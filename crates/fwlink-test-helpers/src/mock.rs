//! Mock implementations for testing.
//!
//! [`MockDeviceHandle`] clones share their state, so a test keeps one clone
//! to script failures and read counters while the device owns another.

use async_trait::async_trait;
use parking_lot::Mutex;
use std::collections::HashMap;
use std::sync::Arc;

use fwlink_device::{BusDevice, DeviceDetails, DeviceHandle, DeviceHandleFactory, InstallFlags};
use fwlink_errors::{DeviceError, DeviceResult, FirmwareFault, KernelPolicyError};
use fwlink_kernel::KernelInfo;

#[derive(Debug, Default)]
struct MockHandleState {
    details: DeviceDetails,
    present: bool,
    probe_fails: bool,
    deny_open: bool,
    write_fault: Option<FirmwareFault>,
    rescan_error: Option<DeviceError>,
    opens: usize,
    closes: usize,
    probes: usize,
    rescans: usize,
    writes: Vec<Vec<u8>>,
    last_flags: Option<InstallFlags>,
}

/// Scriptable device handle.
#[derive(Debug, Clone)]
pub struct MockDeviceHandle {
    logical_id: String,
    state: Arc<Mutex<MockHandleState>>,
}

impl MockDeviceHandle {
    /// Handle whose hardware answers with `details`.
    pub fn new(logical_id: impl Into<String>, details: DeviceDetails) -> Self {
        Self {
            logical_id: logical_id.into(),
            state: Arc::new(Mutex::new(MockHandleState {
                details,
                present: true,
                ..MockHandleState::default()
            })),
        }
    }

    /// Handle that probes but finds nothing downstream on rescan.
    pub fn absent(logical_id: impl Into<String>, details: DeviceDetails) -> Self {
        let handle = Self::new(logical_id, details);
        handle.set_present(false);
        handle
    }

    pub fn logical_id(&self) -> &str {
        &self.logical_id
    }

    /// Whether rescans find hardware.
    pub fn set_present(&self, present: bool) {
        self.state.lock().present = present;
    }

    pub fn set_probe_fails(&self, fails: bool) {
        self.state.lock().probe_fails = fails;
    }

    pub fn set_deny_open(&self, deny: bool) {
        self.state.lock().deny_open = deny;
    }

    /// Make the next writes fail with `fault`; `None` makes them succeed.
    pub fn set_write_fault(&self, fault: Option<FirmwareFault>) {
        self.state.lock().write_fault = fault;
    }

    /// Make rescans fail with `error` regardless of presence; `None` clears it.
    pub fn set_rescan_error(&self, error: Option<DeviceError>) {
        self.state.lock().rescan_error = error;
    }

    /// Replace what probe and rescan report.
    pub fn set_details(&self, details: DeviceDetails) {
        self.state.lock().details = details;
    }

    pub fn opens(&self) -> usize {
        self.state.lock().opens
    }

    pub fn closes(&self) -> usize {
        self.state.lock().closes
    }

    pub fn probes(&self) -> usize {
        self.state.lock().probes
    }

    pub fn rescans(&self) -> usize {
        self.state.lock().rescans
    }

    /// Images written so far.
    pub fn writes(&self) -> Vec<Vec<u8>> {
        self.state.lock().writes.clone()
    }

    pub fn last_flags(&self) -> Option<InstallFlags> {
        self.state.lock().last_flags
    }

    /// Whether more opens than closes happened.
    pub fn is_open(&self) -> bool {
        let state = self.state.lock();
        state.opens > state.closes
    }
}

#[async_trait]
impl DeviceHandle for MockDeviceHandle {
    fn open(&self) -> DeviceResult {
        let mut state = self.state.lock();
        if state.deny_open {
            return Err(DeviceError::access(&self.logical_id, "permission denied"));
        }
        state.opens += 1;
        Ok(())
    }

    fn close(&self) -> DeviceResult {
        self.state.lock().closes += 1;
        Ok(())
    }

    async fn probe(&self) -> DeviceResult<DeviceDetails> {
        let mut state = self.state.lock();
        state.probes += 1;
        if state.probe_fails {
            return Err(DeviceError::probe(&self.logical_id, "mock probe failure"));
        }
        Ok(state.details.clone())
    }

    async fn rescan(&self) -> DeviceResult<DeviceDetails> {
        let mut state = self.state.lock();
        state.rescans += 1;
        if let Some(error) = state.rescan_error.clone() {
            return Err(error);
        }
        if !state.present {
            return Err(DeviceError::rescan(
                &self.logical_id,
                "nothing connected downstream",
            ));
        }
        Ok(state.details.clone())
    }

    async fn write_firmware(&self, firmware: &[u8], flags: InstallFlags) -> Result<(), FirmwareFault> {
        let mut state = self.state.lock();
        state.last_flags = Some(flags);
        if let Some(fault) = state.write_fault.clone() {
            return Err(fault);
        }
        state.writes.push(firmware.to_vec());
        Ok(())
    }
}

/// Factory handing out pre-registered [`MockDeviceHandle`]s by logical id.
#[derive(Debug, Clone, Default)]
pub struct MockHandleFactory {
    handles: Arc<Mutex<HashMap<String, MockDeviceHandle>>>,
    created: Arc<Mutex<Vec<String>>>,
}

impl MockHandleFactory {
    pub fn new() -> Self {
        Self::default()
    }

    /// Register `handle` and return a clone sharing its state.
    pub fn insert(&self, handle: MockDeviceHandle) -> MockDeviceHandle {
        self.handles
            .lock()
            .insert(handle.logical_id().to_string(), handle.clone());
        handle
    }

    /// Look up a registered handle.
    pub fn handle(&self, logical_id: &str) -> Option<MockDeviceHandle> {
        self.handles.lock().get(logical_id).cloned()
    }

    /// Logical ids `create` was called for, in order.
    pub fn created(&self) -> Vec<String> {
        self.created.lock().clone()
    }
}

impl DeviceHandleFactory for MockHandleFactory {
    fn create(&self, bus: &BusDevice) -> DeviceResult<Box<dyn DeviceHandle>> {
        self.created.lock().push(bus.logical_id.clone());
        match self.handles.lock().get(&bus.logical_id) {
            Some(handle) => Ok(Box::new(handle.clone())),
            None => Err(DeviceError::access(&bus.logical_id, "no such device node")),
        }
    }
}

/// Fixed kernel release and module list.
#[derive(Debug, Clone)]
pub struct MockKernelInfo {
    release: String,
    modules: Option<Vec<String>>,
}

impl MockKernelInfo {
    /// Kernel `release` with module support and nothing loaded.
    pub fn new(release: impl Into<String>) -> Self {
        Self {
            release: release.into(),
            modules: Some(Vec::new()),
        }
    }

    /// Add loaded modules.
    pub fn with_modules(mut self, modules: &[&str]) -> Self {
        self.modules
            .get_or_insert_with(Vec::new)
            .extend(modules.iter().map(|m| (*m).to_string()));
        self
    }

    /// Kernel built without loadable module support.
    pub fn without_module_support(mut self) -> Self {
        self.modules = None;
        self
    }
}

impl KernelInfo for MockKernelInfo {
    fn release(&self) -> Result<String, KernelPolicyError> {
        Ok(self.release.clone())
    }

    fn loaded_modules(&self) -> Result<Option<Vec<String>>, KernelPolicyError> {
        Ok(self.modules.clone())
    }
}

------------------------------------------------

Return, in full, every line of these entries that holds "downstream".

    /// Handle that probes but finds nothing downstream on rescan.
                "nothing connected downstream",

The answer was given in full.